* _Data records_:
BEGIN
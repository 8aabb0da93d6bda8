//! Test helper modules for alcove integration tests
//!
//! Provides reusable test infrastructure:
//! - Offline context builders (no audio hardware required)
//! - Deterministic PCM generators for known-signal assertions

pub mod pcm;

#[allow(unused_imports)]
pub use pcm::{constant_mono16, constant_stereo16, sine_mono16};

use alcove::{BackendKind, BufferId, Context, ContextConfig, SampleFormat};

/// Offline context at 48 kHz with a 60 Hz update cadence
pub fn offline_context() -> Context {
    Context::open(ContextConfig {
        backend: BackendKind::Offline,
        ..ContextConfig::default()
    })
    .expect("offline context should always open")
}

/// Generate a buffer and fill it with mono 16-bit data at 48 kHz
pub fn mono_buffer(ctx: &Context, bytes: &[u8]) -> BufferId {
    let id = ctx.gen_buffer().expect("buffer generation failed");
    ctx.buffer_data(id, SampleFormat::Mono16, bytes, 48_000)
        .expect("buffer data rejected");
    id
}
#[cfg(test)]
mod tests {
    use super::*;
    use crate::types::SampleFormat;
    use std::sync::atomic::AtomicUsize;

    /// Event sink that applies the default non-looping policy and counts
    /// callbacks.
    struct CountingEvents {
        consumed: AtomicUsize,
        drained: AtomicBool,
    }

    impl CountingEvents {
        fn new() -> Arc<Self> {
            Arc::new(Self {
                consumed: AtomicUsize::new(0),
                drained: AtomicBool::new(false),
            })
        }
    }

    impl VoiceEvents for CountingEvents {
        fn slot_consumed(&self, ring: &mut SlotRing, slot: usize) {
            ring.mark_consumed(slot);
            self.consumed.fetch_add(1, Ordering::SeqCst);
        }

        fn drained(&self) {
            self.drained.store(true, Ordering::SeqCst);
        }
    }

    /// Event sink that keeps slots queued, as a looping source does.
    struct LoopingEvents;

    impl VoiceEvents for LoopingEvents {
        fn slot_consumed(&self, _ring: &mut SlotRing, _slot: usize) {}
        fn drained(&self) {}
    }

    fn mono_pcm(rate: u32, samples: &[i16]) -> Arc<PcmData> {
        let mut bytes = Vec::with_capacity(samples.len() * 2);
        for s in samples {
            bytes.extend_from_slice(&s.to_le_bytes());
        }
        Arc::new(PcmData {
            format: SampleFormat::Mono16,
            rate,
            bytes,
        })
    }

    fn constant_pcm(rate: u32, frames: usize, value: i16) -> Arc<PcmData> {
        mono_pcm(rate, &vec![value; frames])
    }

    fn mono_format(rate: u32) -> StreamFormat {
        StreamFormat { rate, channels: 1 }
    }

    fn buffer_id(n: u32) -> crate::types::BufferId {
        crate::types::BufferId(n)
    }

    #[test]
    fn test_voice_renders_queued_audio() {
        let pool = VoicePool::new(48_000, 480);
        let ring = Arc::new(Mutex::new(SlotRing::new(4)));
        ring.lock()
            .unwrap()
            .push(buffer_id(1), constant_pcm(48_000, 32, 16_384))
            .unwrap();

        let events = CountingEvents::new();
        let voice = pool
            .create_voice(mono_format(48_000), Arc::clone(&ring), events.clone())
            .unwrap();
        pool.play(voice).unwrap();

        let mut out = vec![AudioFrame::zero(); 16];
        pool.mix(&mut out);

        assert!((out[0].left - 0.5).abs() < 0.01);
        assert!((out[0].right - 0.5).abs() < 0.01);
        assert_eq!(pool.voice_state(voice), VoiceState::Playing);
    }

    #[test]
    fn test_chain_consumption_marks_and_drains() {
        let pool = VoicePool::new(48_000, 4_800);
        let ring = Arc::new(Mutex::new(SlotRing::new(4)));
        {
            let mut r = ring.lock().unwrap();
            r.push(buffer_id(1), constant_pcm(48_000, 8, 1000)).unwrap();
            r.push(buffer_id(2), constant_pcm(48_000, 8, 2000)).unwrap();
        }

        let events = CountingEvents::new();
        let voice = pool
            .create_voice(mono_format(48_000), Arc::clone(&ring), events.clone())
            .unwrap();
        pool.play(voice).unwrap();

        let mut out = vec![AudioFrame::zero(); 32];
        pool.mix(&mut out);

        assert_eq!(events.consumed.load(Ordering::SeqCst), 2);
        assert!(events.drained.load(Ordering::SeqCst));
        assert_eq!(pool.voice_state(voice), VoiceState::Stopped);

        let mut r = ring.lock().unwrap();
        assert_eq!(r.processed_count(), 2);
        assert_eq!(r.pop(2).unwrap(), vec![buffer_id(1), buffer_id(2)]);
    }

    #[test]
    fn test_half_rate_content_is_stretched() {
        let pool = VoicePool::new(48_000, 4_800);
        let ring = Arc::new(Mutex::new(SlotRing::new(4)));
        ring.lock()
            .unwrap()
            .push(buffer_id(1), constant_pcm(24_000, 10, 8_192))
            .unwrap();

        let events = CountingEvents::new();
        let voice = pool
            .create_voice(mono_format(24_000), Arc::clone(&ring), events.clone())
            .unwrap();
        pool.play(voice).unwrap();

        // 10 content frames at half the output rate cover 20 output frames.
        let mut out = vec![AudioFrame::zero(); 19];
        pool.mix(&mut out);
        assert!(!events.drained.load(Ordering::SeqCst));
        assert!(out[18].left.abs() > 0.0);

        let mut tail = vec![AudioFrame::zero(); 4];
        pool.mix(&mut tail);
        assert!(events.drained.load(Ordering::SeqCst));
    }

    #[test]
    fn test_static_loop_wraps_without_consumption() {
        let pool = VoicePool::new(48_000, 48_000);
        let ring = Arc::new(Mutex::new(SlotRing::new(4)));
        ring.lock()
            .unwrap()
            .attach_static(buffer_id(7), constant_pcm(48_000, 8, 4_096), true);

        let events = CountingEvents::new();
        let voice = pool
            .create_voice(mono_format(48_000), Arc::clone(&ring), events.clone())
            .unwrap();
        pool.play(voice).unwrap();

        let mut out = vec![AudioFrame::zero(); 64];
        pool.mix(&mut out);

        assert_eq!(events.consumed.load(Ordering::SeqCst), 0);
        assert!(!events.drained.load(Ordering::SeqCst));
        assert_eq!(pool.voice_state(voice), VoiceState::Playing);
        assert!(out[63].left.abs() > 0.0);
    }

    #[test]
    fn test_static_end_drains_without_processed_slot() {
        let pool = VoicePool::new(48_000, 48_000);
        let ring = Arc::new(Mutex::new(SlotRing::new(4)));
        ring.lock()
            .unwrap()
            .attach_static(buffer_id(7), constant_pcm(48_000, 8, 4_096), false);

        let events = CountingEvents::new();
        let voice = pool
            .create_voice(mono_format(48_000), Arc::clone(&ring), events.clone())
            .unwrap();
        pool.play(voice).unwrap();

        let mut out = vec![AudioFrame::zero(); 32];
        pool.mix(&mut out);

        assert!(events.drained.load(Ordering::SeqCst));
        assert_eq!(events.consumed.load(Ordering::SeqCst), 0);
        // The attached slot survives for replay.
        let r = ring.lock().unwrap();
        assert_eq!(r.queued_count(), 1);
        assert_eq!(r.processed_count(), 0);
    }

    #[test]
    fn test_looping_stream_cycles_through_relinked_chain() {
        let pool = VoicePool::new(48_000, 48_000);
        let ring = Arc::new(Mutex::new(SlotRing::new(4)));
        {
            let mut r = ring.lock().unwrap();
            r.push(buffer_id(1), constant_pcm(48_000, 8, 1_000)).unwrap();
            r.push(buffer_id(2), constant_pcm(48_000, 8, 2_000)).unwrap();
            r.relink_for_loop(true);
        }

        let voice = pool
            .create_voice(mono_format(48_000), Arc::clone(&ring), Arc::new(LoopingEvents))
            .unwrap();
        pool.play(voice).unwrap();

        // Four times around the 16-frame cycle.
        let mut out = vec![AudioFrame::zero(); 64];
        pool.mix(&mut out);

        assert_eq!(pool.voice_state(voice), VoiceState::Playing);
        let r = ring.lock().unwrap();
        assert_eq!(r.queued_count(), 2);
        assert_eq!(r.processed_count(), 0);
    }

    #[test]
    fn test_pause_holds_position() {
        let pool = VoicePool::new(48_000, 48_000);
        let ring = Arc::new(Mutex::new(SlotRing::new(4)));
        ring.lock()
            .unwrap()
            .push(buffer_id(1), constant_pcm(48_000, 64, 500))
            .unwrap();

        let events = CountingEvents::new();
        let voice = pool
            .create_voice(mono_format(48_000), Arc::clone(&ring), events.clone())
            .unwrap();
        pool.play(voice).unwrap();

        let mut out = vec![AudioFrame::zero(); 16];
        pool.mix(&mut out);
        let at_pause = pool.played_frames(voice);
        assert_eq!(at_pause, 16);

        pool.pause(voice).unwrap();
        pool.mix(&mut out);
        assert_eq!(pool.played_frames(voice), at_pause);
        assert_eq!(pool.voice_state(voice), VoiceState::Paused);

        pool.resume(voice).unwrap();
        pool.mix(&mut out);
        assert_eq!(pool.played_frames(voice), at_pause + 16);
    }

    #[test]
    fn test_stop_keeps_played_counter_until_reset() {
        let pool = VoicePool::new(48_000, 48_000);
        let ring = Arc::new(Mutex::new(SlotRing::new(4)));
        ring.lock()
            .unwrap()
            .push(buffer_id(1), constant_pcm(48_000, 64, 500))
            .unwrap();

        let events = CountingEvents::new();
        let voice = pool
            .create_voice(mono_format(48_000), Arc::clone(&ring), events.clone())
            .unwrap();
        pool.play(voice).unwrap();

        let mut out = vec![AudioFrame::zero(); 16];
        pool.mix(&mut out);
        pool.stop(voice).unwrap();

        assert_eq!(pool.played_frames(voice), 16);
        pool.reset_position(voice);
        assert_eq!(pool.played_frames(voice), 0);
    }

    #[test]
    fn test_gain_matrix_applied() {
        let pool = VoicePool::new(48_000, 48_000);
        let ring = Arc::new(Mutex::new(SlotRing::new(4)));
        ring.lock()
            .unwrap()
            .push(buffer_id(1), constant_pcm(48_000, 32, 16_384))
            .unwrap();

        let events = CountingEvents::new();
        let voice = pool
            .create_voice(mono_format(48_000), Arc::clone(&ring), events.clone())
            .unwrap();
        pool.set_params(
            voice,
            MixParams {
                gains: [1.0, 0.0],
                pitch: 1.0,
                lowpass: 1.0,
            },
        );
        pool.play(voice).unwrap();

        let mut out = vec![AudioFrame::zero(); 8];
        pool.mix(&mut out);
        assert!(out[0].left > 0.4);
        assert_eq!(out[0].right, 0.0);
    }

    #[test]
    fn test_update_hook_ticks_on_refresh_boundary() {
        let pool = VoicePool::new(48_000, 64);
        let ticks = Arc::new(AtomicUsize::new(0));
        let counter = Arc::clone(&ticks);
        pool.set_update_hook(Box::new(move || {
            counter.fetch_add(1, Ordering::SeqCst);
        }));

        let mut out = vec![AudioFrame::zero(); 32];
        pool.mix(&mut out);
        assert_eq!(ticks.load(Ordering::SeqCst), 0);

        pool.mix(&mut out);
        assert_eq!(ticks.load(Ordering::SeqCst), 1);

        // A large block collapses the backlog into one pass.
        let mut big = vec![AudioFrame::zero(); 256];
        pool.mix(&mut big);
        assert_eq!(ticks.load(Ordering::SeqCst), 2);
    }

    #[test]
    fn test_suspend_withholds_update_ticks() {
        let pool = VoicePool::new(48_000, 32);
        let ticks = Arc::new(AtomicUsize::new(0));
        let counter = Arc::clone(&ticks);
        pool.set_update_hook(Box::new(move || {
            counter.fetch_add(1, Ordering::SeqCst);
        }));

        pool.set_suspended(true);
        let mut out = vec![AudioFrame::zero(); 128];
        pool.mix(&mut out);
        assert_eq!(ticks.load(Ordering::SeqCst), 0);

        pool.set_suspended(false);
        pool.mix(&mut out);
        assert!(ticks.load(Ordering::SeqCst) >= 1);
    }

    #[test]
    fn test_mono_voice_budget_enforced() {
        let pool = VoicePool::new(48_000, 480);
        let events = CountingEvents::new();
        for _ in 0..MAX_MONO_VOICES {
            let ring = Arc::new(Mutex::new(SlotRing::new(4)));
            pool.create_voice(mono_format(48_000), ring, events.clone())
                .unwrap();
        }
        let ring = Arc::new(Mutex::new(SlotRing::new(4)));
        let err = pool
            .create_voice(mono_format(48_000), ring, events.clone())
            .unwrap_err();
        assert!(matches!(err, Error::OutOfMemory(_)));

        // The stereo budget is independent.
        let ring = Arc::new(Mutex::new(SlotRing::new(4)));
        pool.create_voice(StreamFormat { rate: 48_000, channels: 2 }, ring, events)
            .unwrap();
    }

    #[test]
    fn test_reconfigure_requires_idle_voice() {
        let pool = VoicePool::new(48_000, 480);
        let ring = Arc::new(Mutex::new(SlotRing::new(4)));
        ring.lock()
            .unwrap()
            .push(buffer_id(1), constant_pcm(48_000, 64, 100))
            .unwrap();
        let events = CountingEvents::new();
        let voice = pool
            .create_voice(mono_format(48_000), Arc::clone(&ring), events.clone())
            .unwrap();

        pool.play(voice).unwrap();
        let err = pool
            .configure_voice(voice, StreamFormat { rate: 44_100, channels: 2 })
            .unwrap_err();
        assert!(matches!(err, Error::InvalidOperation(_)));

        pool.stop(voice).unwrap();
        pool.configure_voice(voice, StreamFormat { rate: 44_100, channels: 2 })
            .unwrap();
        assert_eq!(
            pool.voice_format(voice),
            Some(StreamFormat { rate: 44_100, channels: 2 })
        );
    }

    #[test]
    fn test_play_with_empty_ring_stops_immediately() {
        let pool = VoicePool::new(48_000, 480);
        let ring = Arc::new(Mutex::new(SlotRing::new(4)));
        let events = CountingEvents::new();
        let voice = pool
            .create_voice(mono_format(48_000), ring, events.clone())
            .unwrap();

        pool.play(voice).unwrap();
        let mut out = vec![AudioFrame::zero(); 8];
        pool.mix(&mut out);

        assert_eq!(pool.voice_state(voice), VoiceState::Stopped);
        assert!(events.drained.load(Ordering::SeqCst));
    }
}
END
* _What you should do_: Which lines belong in the answer? Exactly those from the first line of the entries through the line holding "ring.mark_consumed(slot);", inclusive, copied unchanged.

* _Answer_:
repository 8aabb0da93d6bda8
//! Test helper modules for alcove integration tests
//!
//! Provides reusable test infrastructure:
//! - Offline context builders (no audio hardware required)
//! - Deterministic PCM generators for known-signal assertions

pub mod pcm;

#[allow(unused_imports)]
pub use pcm::{constant_mono16, constant_stereo16, sine_mono16};

use alcove::{BackendKind, BufferId, Context, ContextConfig, SampleFormat};

/// Offline context at 48 kHz with a 60 Hz update cadence
pub fn offline_context() -> Context {
    Context::open(ContextConfig {
        backend: BackendKind::Offline,
        ..ContextConfig::default()
    })
    .expect("offline context should always open")
}

/// Generate a buffer and fill it with mono 16-bit data at 48 kHz
pub fn mono_buffer(ctx: &Context, bytes: &[u8]) -> BufferId {
    let id = ctx.gen_buffer().expect("buffer generation failed");
    ctx.buffer_data(id, SampleFormat::Mono16, bytes, 48_000)
        .expect("buffer data rejected");
    id
}
#[cfg(test)]
mod tests {
    use super::*;
    use crate::types::SampleFormat;
    use std::sync::atomic::AtomicUsize;

    /// Event sink that applies the default non-looping policy and counts
    /// callbacks.
    struct CountingEvents {
        consumed: AtomicUsize,
        drained: AtomicBool,
    }

    impl CountingEvents {
        fn new() -> Arc<Self> {
            Arc::new(Self {
                consumed: AtomicUsize::new(0),
                drained: AtomicBool::new(false),
            })
        }
    }

    impl VoiceEvents for CountingEvents {
        fn slot_consumed(&self, ring: &mut SlotRing, slot: usize) {
            ring.mark_consumed(slot);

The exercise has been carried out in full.